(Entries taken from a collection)
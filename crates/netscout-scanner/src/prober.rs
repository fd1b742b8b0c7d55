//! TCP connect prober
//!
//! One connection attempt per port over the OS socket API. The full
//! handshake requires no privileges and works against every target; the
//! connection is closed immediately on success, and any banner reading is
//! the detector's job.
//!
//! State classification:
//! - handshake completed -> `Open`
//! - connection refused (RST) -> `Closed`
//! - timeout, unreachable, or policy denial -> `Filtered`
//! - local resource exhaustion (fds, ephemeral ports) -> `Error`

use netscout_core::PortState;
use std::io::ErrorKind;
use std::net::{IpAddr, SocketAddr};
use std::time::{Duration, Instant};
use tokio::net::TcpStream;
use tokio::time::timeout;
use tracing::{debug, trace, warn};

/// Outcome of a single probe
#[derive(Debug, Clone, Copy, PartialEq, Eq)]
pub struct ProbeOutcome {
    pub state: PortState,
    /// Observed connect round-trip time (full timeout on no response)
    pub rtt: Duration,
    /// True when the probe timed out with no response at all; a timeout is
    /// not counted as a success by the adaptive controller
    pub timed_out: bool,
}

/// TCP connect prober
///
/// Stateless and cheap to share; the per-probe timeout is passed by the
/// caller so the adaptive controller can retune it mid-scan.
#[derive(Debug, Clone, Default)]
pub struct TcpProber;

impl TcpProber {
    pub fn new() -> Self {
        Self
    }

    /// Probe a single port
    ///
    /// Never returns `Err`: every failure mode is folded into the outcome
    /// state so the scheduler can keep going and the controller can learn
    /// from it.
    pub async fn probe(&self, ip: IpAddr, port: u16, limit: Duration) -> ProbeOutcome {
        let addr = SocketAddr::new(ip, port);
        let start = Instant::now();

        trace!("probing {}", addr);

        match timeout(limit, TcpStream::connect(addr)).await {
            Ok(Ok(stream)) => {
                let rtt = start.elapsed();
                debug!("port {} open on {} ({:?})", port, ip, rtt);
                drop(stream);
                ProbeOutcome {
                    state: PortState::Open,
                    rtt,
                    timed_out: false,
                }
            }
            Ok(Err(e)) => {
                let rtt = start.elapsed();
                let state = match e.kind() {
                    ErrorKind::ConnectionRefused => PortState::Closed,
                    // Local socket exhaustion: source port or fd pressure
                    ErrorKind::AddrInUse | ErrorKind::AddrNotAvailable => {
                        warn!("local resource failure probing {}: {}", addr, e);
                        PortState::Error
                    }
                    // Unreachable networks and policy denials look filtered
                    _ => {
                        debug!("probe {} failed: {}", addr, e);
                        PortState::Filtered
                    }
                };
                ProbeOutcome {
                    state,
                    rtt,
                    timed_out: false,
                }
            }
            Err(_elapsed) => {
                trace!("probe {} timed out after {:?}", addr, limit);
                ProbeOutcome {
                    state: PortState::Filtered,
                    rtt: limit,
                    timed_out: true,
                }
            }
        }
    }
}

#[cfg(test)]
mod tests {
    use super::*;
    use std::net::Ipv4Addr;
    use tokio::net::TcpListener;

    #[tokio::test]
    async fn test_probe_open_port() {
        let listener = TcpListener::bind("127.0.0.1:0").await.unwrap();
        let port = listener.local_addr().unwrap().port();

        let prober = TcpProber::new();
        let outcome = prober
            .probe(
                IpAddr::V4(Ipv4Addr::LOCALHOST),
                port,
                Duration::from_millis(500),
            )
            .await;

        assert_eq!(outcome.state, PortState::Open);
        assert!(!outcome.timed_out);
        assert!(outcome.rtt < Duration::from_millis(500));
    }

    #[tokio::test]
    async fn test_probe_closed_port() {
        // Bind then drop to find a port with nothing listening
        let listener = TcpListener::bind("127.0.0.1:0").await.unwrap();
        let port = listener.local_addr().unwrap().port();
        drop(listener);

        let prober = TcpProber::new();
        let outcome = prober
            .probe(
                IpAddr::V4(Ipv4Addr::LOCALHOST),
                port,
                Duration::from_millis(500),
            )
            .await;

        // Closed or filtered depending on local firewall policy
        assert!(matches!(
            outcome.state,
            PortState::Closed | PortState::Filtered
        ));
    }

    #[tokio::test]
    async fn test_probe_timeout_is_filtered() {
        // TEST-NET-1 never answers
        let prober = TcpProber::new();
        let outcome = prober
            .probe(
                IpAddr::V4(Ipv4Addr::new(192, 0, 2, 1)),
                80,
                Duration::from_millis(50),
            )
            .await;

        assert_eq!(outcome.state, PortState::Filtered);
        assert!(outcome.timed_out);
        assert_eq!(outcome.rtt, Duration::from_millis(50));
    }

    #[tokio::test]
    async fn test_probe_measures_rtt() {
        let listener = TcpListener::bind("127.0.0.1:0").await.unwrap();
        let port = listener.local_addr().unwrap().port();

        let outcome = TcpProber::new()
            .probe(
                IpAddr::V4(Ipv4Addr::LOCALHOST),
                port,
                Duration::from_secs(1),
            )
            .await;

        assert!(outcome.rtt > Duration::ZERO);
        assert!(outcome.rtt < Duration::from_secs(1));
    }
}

WORK INSTRUCTIONS:
Exact reproduction is required. Give the lines of the data from its first line through the line containing "banner reading is", and no others.

RESPONSE:
filename crates/netscout-scanner/src/prober.rs
repository fd1b742b8b0c7d55
//! TCP connect prober
//!
//! One connection attempt per port over the OS socket API. The full
//! handshake requires no privileges and works against every target; the
//! connection is closed immediately on success, and any banner reading is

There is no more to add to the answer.